→ **What is needed**
Within the records, find every line that includes the word "against" and copy it.

[Dataset entries]
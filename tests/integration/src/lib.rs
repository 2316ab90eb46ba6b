//! End-to-end tests for the folio server live under `tests/`.
//! OTP secret bootstrap and lookup.

use std::sync::Arc;

use folio_storage::{SecretProvider, SecretRecord};

use crate::error::{AuthError, AuthResult};
use crate::otp::{generate_secret, provisioning_uri, TotpConfig};

/// What [`SecretStore::initialize`] found.
#[derive(Debug, Clone, Copy, PartialEq, Eq)]
pub enum InitOutcome {
    /// A secret was already persisted; nothing changed.
    Existing,
    /// A new secret was generated and persisted.
    Generated,
}

/// Access to the single admin OTP secret.
#[derive(Clone)]
pub struct SecretStore {
    provider: Arc<dyn SecretProvider>,
    issuer: String,
    account: String,
    config: TotpConfig,
}

impl SecretStore {
    /// Creates a store over `provider`.
    ///
    /// `issuer` is the label authenticator apps show for the entry.
    #[must_use]
    pub fn new(
        provider: Arc<dyn SecretProvider>,
        issuer: impl Into<String>,
        config: TotpConfig,
    ) -> Self {
        let issuer = issuer.into();
        let account = format!("admin@{issuer}");
        Self {
            provider,
            issuer,
            account,
            config,
        }
    }

    /// TOTP parameters codes are checked against.
    #[must_use]
    pub const fn config(&self) -> &TotpConfig {
        &self.config
    }

    /// Makes sure a secret exists, generating one on first start.
    ///
    /// On generation the provisioning URI is logged once so the admin can
    /// enrol an authenticator. Calling this again is a no-op.
    pub async fn initialize(&self) -> AuthResult<InitOutcome> {
        if self.provider.get().await?.is_some() {
            tracing::debug!("OTP secret already provisioned");
            return Ok(InitOutcome::Existing);
        }

        let secret = generate_secret()?;
        match self.provider.insert(&SecretRecord::new(secret.as_str())).await {
            Ok(()) => {}
            // Lost a race against another instance; theirs wins.
            Err(e) if e.is_already_exists() => return Ok(InitOutcome::Existing),
            Err(e) => return Err(e.into()),
        }

        let uri = provisioning_uri(&secret, &self.issuer, &self.account, &self.config);
        tracing::warn!(
            provisioning_uri = %uri,
            "generated new OTP secret; enrol it in an authenticator now, it is not shown again"
        );
        Ok(InitOutcome::Generated)
    }

    /// Reads the persisted base32 secret.
    ///
    /// # Errors
    ///
    /// Returns `AuthError::SecretNotFound` if none is stored and
    /// `AuthError::Storage` if the medium cannot be read.
    pub async fn secret(&self) -> AuthResult<String> {
        self.provider
            .get()
            .await?
            .map(|record| record.otp_key)
            .ok_or(AuthError::SecretNotFound)
    }
}

impl std::fmt::Debug for SecretStore {
    fn fmt(&self, f: &mut std::fmt::Formatter<'_>) -> std::fmt::Result {
        f.debug_struct("SecretStore")
            .field("issuer", &self.issuer)
            .field("config", &self.config)
            .finish_non_exhaustive()
    }
}
//! # folio-storage-sql
//!
//! SQLx-based storage for the admin OTP secret.
//!
//! The secret lives in a one-row table (`otp_secret`); the primary key is a
//! constant `TRUE`, so the database itself refuses a second record.

#![forbid(unsafe_code)]
#![warn(missing_docs)]

pub mod error;
pub mod pool;
pub mod secret;

pub use pool::{create_pool, run_migrations};
pub use secret::PgSecretProvider;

→ **Solution to this task**
    /// TOTP parameters codes are checked against.
            // Lost a race against another instance; theirs wins.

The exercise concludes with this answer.